While some of the bodies where aranged in a way that seemed more for artistic value than educational, I’d say that I felt the set-up was 80% educational, 20% “art”.
I honestly feel that I can be a better medic by being at the exhibit. I always that the impression that the arteries, even the aorta, were much larger. I would look at a portion and say “If a bullet hit you this way, what would be damaged” and could think about how I would treat somebody. Even the area with the baby fetus’s, you can see what appears to be a tiny face on something so small, and I think that even in a liberal place like Seattle, some people walked away just a little more pro-life.

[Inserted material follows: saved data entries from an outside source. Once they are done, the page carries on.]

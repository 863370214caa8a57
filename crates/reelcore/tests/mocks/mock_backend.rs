//! Scripted fetch backends
//!
//! Each call to `fetch` consumes the next step of a script; once the script
//! runs out the last step repeats. Successful steps write a file of the
//! requested size into the destination directory, like a real downloader.

use async_trait::async_trait;
use reelcore::{FetchBackend, FetchError, FetchErrorKind};
use std::collections::VecDeque;
use std::path::{Path, PathBuf};
use std::sync::atomic::{AtomicU32, Ordering};
use std::sync::{Arc, Mutex};
use std::time::{Duration, SystemTime};
use url::Url;

/// One scripted fetch attempt
#[derive(Debug, Clone)]
pub enum Step {
    /// Writes a file of `size` bytes and returns it
    Ok { size: usize },
    /// Waits `delay`, then behaves like `Ok`
    Slow { delay: Duration, size: usize },
    /// Like `Ok`, but with the mtime set `age` in the past, as a tool that
    /// honours Last-Modified would leave it
    Backdated { size: usize, age: Duration },
    /// Reports success with a path that was never written
    Missing,
    /// Fails with the given kind
    Fail(FetchErrorKind),
    /// Never completes; only the coordinator timeout ends it
    Hang,
    Panic,
}

pub struct ScriptedBackend {
    steps: Mutex<VecDeque<Step>>,
    last: Mutex<Step>,
    calls: AtomicU32,
}

impl ScriptedBackend {
    pub fn new(steps: Vec<Step>) -> Arc<Self> {
        let last = steps.last().cloned().unwrap_or(Step::Ok { size: 1024 });
        Arc::new(Self {
            steps: Mutex::new(steps.into()),
            last: Mutex::new(last),
            calls: AtomicU32::new(0),
        })
    }

    pub fn always(step: Step) -> Arc<Self> {
        Self::new(vec![step])
    }

    /// Number of fetch calls so far
    pub fn calls(&self) -> u32 {
        self.calls.load(Ordering::SeqCst)
    }

    fn next_step(&self) -> Step {
        match self.steps.lock().unwrap().pop_front() {
            Some(step) => step,
            None => self.last.lock().unwrap().clone(),
        }
    }
}

async fn write_file(dest_dir: &Path, size: usize) -> Result<PathBuf, FetchError> {
    let path = dest_dir.join(format!("{}_clip.mp4", uuid::Uuid::new_v4().simple()));
    tokio::fs::write(&path, vec![0u8; size]).await?;
    Ok(path)
}

#[async_trait]
impl FetchBackend for ScriptedBackend {
    fn name(&self) -> &str {
        "scripted"
    }

    async fn fetch(&self, _url: &Url, dest_dir: &Path, _timeout: Duration) -> Result<PathBuf, FetchError> {
        self.calls.fetch_add(1, Ordering::SeqCst);
        match self.next_step() {
            Step::Ok { size } => write_file(dest_dir, size).await,
            Step::Slow { delay, size } => {
                tokio::time::sleep(delay).await;
                write_file(dest_dir, size).await
            }
            Step::Backdated { size, age } => {
                let path = write_file(dest_dir, size).await?;
                std::fs::File::options()
                    .write(true)
                    .open(&path)?
                    .set_modified(SystemTime::now() - age)?;
                Ok(path)
            }
            Step::Missing => Ok(dest_dir.join("never_written.mp4")),
            Step::Fail(kind) => Err(FetchError::new(kind, format!("scripted {} failure", kind.label()))),
            Step::Hang => std::future::pending().await,
            Step::Panic => panic!("scripted backend panic"),
        }
    }
}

I think it’s one thing for a person who has a legitimate interest in or need to know more about the subject to see a human body dissected, but it’s quite another to put human bodies on display as a show.

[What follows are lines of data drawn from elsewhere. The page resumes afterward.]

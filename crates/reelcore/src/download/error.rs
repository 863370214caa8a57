use crate::core::error::AppError;
use crate::core::retry::Retryable;
use std::fmt;
use thiserror::Error;

/// Coarse classification of a failed fetch.
///
/// This is all the coordinator needs to decide whether another attempt is
/// worth it.
#[derive(Debug, Clone, Copy, PartialEq, Eq, Hash)]
pub enum FetchErrorKind {
    /// The source says the media does not exist (404, removed, private)
    NotFound,
    /// The attempt ran past the fetch timeout
    Timeout,
    /// The source throttled us (429, "too many requests")
    RateLimited,
    /// No backend handles this URL
    Unsupported,
    /// The announced size exceeds the download ceiling
    TooLarge,
    /// Anything else: tool crashed, network hiccup, file missing afterwards
    Unknown,
}

impl FetchErrorKind {
    /// Whether another attempt may succeed
    pub fn is_retryable(self) -> bool {
        matches!(
            self,
            FetchErrorKind::Timeout | FetchErrorKind::RateLimited | FetchErrorKind::Unknown
        )
    }

    /// Returns label for metrics
    pub fn label(self) -> &'static str {
        match self {
            FetchErrorKind::NotFound => "not_found",
            FetchErrorKind::Timeout => "timeout",
            FetchErrorKind::RateLimited => "rate_limited",
            FetchErrorKind::Unsupported => "unsupported",
            FetchErrorKind::TooLarge => "too_large",
            FetchErrorKind::Unknown => "unknown",
        }
    }
}

impl fmt::Display for FetchErrorKind {
    fn fmt(&self, f: &mut fmt::Formatter<'_>) -> fmt::Result {
        f.write_str(self.label())
    }
}

/// Error returned by a fetch backend.
#[derive(Debug, Clone, PartialEq, Eq, Error)]
#[error("{kind}: {message}")]
pub struct FetchError {
    pub kind: FetchErrorKind,
    pub message: String,
}

impl FetchError {
    pub fn new(kind: FetchErrorKind, message: impl Into<String>) -> Self {
        Self {
            kind,
            message: message.into(),
        }
    }

    pub fn not_found(message: impl Into<String>) -> Self {
        Self::new(FetchErrorKind::NotFound, message)
    }

    pub fn timeout(message: impl Into<String>) -> Self {
        Self::new(FetchErrorKind::Timeout, message)
    }

    pub fn rate_limited(message: impl Into<String>) -> Self {
        Self::new(FetchErrorKind::RateLimited, message)
    }

    pub fn unsupported(message: impl Into<String>) -> Self {
        Self::new(FetchErrorKind::Unsupported, message)
    }

    pub fn unknown(message: impl Into<String>) -> Self {
        Self::new(FetchErrorKind::Unknown, message)
    }
}

impl Retryable for FetchError {
    fn is_retryable(&self) -> bool {
        self.kind.is_retryable()
    }
}

impl From<AppError> for FetchError {
    fn from(err: AppError) -> Self {
        match err {
            AppError::Timeout(secs) => FetchError::timeout(format!("timed out after {}s", secs)),
            other => FetchError::unknown(other.to_string()),
        }
    }
}

impl From<std::io::Error> for FetchError {
    fn from(err: std::io::Error) -> Self {
        FetchError::unknown(format!("IO error: {}", err))
    }
}

/// Why a request was refused before any work started.
///
/// Not a download attempt: nothing is retried and no download metric moves.
#[derive(Debug, Clone, PartialEq, Eq, Error)]
pub enum AdmissionDenied {
    /// The resource gate vetoed; carries its reason
    #[error("{0}")]
    ResourceConstrained(String),
    /// The user already has `limit` downloads in flight
    #[error("too many concurrent downloads")]
    QuotaExceeded { active: usize, limit: usize },
}

impl AdmissionDenied {
    /// Returns label for metrics
    pub fn label(&self) -> &'static str {
        match self {
            AdmissionDenied::ResourceConstrained(_) => "resources",
            AdmissionDenied::QuotaExceeded { .. } => "quota",
        }
    }
}

/// Internal failure of one request; folded into `DownloadOutcome::Failure`
/// at the coordinator boundary.
#[derive(Debug, Error)]
pub enum RunError {
    #[error("fetch failed: {0}")]
    Fetch(#[from] FetchError),

    /// The fetched file does not decode as a video
    #[error("corrupt download: {0}")]
    CorruptDownload(String),

    #[error("filesystem error: {0}")]
    Io(#[from] std::io::Error),
}

impl RunError {
    /// Returns label for logs and metrics
    pub fn subcategory(&self) -> &'static str {
        match self {
            RunError::Fetch(e) => e.kind.label(),
            RunError::CorruptDownload(_) => "corrupt_download",
            RunError::Io(_) => "io",
        }
    }
}

#[cfg(test)]
mod tests {
    use super::*;

    #[test]
    fn test_retryable_kinds() {
        assert!(FetchErrorKind::Timeout.is_retryable());
        assert!(FetchErrorKind::RateLimited.is_retryable());
        assert!(FetchErrorKind::Unknown.is_retryable());
        assert!(!FetchErrorKind::NotFound.is_retryable());
        assert!(!FetchErrorKind::Unsupported.is_retryable());
        assert!(!FetchErrorKind::TooLarge.is_retryable());
    }

    #[test]
    fn test_fetch_error_display() {
        let err = FetchError::rate_limited("HTTP 429");
        assert_eq!(err.to_string(), "rate_limited: HTTP 429");
    }

    #[test]
    fn test_app_timeout_maps_to_timeout_kind() {
        let err: FetchError = AppError::Timeout(180).into();
        assert_eq!(err.kind, FetchErrorKind::Timeout);
        let err: FetchError = AppError::Config("x".into()).into();
        assert_eq!(err.kind, FetchErrorKind::Unknown);
    }

    #[test]
    fn test_quota_denial_reason() {
        let denied = AdmissionDenied::QuotaExceeded { active: 2, limit: 2 };
        assert_eq!(denied.to_string(), "too many concurrent downloads");
        assert_eq!(denied.label(), "quota");
    }

    #[test]
    fn test_run_error_subcategory() {
        assert_eq!(RunError::from(FetchError::timeout("t")).subcategory(), "timeout");
        assert_eq!(RunError::CorruptDownload("x".into()).subcategory(), "corrupt_download");
    }
}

“Even the area with the baby fetuss, you can see what appears to be a tiny face on something so small, and I think that even in a liberal place like Seattle, some people walked away just a little more pro-life.”
Funny story: when we saw our Bodyworks exhibit, my wife was like 8 months pregnant. We went through the maternity section and I could hear soooo many whispers from people who were amazed that my wife was in that section. I had a really good feeling that some people were looking at the dissections and then at the ruddy, happy pregnant complexion of my wife and realizing “it IS a life!”